= Photoclinometry =

Process for making elevation maps

Photoclinometry, or shape-from-shading, is the process by which a 2-dimensional image of a surface is transformed into a surface map that represents different levels of elevation. It uses the shadows and light direction as reference points. It is used mostly to depict the surface of sculptures, to give an idea of how it would look in 3-dimensions. The techniques depend on very specific conditions, especially light direction.

==The process==
When light bounces off an object, it reflects with location-specific brightness that depends on the shape of the object and the position of the lighting source.
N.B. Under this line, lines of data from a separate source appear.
use super::*;

pub(super) fn validate_email(email: &str) -> Result<()> {
    let Some((local, domain)) = email.split_once('@') else {
        return Err(anyhow::anyhow!("email must contain '@'"));
    };
    if local.is_empty() || domain.is_empty() {
        return Err(anyhow::anyhow!("email must have a local part and a domain"));
    }
    if domain.contains('@') || !domain.contains('.') || domain.starts_with('.') || domain.ends_with('.') {
        return Err(anyhow::anyhow!("email domain is invalid"));
    }
    if email.chars().any(|c| c.is_whitespace()) {
        return Err(anyhow::anyhow!("email cannot contain whitespace"));
    }
    Ok(())
}

/// Lower-cased, trimmed form used for storage and lookups.
pub(super) fn normalize_email(email: &str) -> String {
    email.trim().to_lowercase()
}

pub(super) const MIN_PASSWORD_LEN: usize = 8;

pub(super) fn validate_new_password(password: &str) -> Result<()> {
    if password.chars().count() < MIN_PASSWORD_LEN {
        return Err(anyhow::anyhow!(
            "Password must be at least {} characters",
            MIN_PASSWORD_LEN
        ));
    }
    Ok(())
}

pub(super) fn validate_jwt_secret(secret: &str) -> Result<()> {
    if secret.len() < 32 {
        return Err(anyhow::anyhow!("JWT secret must be at least 32 characters"));
    }
    Ok(())
}

/// Upper bound for token lifetimes.
pub(super) const MAX_TTL_SECS: i64 = 10 * 365 * 24 * 60 * 60;

/// Parse `<n>s|m|h|d` into seconds.
pub(super) fn parse_ttl(value: &str) -> Result<i64> {
    let value = value.trim();
    let Some(unit) = value.chars().last() else {
        return Err(anyhow::anyhow!("duration cannot be empty"));
    };
    let digits = &value[..value.len() - unit.len_utf8()];
    if digits.is_empty() || !digits.chars().all(|c| c.is_ascii_digit()) {
        return Err(anyhow::anyhow!(
            "duration must look like 30s, 15m, 1h or 7d (got {:?})",
            value
        ));
    }
    let n: i64 = digits
        .parse()
        .with_context(|| format!("parse duration {:?}", value))?;
    let unit_secs: i64 = match unit {
        's' => 1,
        'm' => 60,
        'h' => 60 * 60,
        'd' => 24 * 60 * 60,
        other => {
            return Err(anyhow::anyhow!(
                "unknown duration unit {:?} (use s, m, h or d)",
                other
            ));
        }
    };
    let secs = n
        .checked_mul(unit_secs)
        .filter(|s| *s <= MAX_TTL_SECS)
        .ok_or_else(|| anyhow::anyhow!("duration {:?} is longer than 10 years", value))?;
    if secs == 0 {
        return Err(anyhow::anyhow!("duration must be positive"));
    }
    Ok(secs)
}

#[cfg(test)]
#[path = "../../tests/bin/ptadmin_server/validators_tests.rs"]
mod tests;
This reflection map can be used to create a bump map of a surface, which uses grayscale levels to depict the height of a point on a surface. Knowing the direction and angle of the light source, one can calculate the approximate height that a point has. However, the light direction and angle is usually unknown, which leads to poor quality images, or having to create multiple bump maps, each time trying different settings.

==Usage==
- Some artists use photoclinometry to digitize a 3-dimensional representation of a sculpture.
- Geologists and those that study planetary science use it to get an idea of how the surface of a planet looks like, and generate topographic maps and digital elevation models (see photometric stereo). Planetary applications began with investigations of lunar topography as early as 1951 and has since been applied to the Martian surface.
- Glaciologists have used photoclinometry to characterize the surfaces of Antarctica and Greenland. Repeat photoclinometry is a method of building surfaces from a series of satellite image to investigate changes in ice sheet topography over time.
- Photoclinometry has been used to measure volcanic plume top topography on Earth.

==Problems==
Light direction is very important to the quality of a photoclinometric image. Light that comes from directly over the surface (behind the camera) makes it hard to distinguish the shadows. Multiple light sources are also a problem, since they destroy important shadows required for the algorithms to work properly.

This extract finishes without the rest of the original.